■ **WHAT THE TASK REQUIRES**
The task calls for each line of the records below in which the word "UnitStatus" appears.

■ **SOURCE DATA**
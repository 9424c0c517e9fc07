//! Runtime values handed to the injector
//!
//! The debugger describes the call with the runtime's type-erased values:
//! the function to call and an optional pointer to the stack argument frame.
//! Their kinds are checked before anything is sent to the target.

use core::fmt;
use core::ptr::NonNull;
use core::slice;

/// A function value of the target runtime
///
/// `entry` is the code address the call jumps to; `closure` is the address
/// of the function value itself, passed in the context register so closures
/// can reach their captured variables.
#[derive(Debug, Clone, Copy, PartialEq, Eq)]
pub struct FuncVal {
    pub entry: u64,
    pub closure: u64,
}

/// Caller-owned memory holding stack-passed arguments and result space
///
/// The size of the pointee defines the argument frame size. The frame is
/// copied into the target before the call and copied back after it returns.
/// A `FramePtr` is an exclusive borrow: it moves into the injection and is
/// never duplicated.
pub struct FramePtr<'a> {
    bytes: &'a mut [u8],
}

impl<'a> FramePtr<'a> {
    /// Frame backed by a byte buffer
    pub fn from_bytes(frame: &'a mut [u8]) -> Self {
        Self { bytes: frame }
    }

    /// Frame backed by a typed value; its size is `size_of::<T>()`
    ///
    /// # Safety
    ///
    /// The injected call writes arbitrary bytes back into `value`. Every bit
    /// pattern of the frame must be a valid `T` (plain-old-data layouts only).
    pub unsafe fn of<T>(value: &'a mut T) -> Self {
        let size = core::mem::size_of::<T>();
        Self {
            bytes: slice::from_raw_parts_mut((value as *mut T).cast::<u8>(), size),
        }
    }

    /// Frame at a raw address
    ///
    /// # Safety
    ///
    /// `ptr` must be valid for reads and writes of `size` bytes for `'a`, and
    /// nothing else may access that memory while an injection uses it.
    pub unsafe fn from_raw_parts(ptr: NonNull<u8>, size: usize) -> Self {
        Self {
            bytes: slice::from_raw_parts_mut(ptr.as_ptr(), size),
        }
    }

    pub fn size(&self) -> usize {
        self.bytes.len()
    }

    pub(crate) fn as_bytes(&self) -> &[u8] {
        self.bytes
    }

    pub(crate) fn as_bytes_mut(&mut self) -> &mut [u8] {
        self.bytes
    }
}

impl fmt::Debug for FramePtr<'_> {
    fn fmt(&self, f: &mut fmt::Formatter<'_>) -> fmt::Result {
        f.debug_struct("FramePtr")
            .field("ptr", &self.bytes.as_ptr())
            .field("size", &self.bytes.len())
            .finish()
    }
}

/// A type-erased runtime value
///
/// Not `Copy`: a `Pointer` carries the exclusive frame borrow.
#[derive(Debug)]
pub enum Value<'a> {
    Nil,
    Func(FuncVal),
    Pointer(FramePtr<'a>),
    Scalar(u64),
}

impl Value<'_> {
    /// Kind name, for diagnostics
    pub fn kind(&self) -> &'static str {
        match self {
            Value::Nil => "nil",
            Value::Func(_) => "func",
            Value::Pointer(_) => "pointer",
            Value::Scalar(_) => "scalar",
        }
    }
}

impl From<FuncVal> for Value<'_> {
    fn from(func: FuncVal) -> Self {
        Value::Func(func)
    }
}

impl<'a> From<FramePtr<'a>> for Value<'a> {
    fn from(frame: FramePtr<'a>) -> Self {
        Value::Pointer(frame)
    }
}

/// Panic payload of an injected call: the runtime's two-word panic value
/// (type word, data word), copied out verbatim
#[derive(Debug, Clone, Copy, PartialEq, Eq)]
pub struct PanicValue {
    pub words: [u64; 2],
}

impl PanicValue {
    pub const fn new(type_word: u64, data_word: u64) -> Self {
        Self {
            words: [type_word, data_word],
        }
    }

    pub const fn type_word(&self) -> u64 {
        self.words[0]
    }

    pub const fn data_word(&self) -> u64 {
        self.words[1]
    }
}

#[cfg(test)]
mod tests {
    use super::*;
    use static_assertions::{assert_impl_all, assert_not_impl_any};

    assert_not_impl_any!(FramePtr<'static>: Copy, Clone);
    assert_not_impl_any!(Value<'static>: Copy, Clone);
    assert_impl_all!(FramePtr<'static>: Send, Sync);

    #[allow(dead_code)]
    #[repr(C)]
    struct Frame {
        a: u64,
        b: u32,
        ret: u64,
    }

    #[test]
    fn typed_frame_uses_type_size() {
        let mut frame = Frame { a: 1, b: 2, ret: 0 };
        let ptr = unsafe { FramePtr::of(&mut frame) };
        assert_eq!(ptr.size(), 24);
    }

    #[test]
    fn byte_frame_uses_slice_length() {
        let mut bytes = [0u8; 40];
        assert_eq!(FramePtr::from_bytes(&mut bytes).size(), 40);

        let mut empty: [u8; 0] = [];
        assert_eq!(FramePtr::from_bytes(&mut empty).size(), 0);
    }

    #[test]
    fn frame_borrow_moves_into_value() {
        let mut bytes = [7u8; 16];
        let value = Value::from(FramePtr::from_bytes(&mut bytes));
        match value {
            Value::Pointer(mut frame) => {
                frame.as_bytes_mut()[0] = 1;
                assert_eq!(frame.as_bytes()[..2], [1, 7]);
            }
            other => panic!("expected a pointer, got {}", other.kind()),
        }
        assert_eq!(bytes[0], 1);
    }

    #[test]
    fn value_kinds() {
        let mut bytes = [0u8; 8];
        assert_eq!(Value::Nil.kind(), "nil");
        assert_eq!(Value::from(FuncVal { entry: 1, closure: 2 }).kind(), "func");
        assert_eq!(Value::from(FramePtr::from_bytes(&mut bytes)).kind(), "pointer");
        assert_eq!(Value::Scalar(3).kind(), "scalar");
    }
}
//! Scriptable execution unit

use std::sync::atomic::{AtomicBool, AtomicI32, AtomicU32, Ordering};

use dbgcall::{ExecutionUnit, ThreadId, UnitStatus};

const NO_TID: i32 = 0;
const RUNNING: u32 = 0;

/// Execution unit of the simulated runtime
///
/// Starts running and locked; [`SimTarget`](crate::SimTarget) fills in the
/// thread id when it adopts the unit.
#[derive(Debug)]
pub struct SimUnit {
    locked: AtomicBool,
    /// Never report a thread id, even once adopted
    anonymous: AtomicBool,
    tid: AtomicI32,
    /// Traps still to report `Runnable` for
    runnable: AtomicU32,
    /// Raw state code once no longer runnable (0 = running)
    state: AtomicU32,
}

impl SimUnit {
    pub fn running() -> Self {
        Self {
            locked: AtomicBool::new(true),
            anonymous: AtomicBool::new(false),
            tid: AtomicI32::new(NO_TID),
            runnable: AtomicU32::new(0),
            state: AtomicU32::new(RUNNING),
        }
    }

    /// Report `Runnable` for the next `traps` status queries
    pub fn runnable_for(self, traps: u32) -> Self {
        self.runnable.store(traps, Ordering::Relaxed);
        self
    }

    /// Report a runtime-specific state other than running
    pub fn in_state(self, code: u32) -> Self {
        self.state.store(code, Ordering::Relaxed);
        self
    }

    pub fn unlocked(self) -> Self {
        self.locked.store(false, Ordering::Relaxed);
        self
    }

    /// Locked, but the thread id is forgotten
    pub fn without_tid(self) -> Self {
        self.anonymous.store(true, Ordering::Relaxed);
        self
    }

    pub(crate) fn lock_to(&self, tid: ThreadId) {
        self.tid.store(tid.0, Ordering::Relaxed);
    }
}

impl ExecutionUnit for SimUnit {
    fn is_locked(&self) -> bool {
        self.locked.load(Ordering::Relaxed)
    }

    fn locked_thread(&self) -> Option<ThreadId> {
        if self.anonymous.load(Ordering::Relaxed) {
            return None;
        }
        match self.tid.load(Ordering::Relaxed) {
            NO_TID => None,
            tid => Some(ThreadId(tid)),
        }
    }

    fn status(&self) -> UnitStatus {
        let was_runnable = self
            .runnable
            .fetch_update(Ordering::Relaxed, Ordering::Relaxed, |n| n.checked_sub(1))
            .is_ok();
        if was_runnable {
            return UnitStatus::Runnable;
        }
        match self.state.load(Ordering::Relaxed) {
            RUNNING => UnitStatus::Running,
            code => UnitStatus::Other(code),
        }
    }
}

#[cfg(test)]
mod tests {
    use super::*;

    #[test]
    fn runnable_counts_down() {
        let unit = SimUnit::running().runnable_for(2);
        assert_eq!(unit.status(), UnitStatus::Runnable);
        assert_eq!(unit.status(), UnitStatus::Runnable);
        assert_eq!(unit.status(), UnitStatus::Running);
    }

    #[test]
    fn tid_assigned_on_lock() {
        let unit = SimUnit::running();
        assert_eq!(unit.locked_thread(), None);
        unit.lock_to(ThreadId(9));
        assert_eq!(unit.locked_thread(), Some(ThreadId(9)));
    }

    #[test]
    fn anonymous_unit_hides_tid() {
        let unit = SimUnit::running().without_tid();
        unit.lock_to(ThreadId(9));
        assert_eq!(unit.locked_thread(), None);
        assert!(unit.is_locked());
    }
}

■ **WRITTEN SOLUTION**
use dbgcall::{ExecutionUnit, ThreadId, UnitStatus};
    fn status(&self) -> UnitStatus {
            return UnitStatus::Runnable;
            RUNNING => UnitStatus::Running,
            code => UnitStatus::Other(code),
        assert_eq!(unit.status(), UnitStatus::Runnable);
        assert_eq!(unit.status(), UnitStatus::Runnable);
        assert_eq!(unit.status(), UnitStatus::Running);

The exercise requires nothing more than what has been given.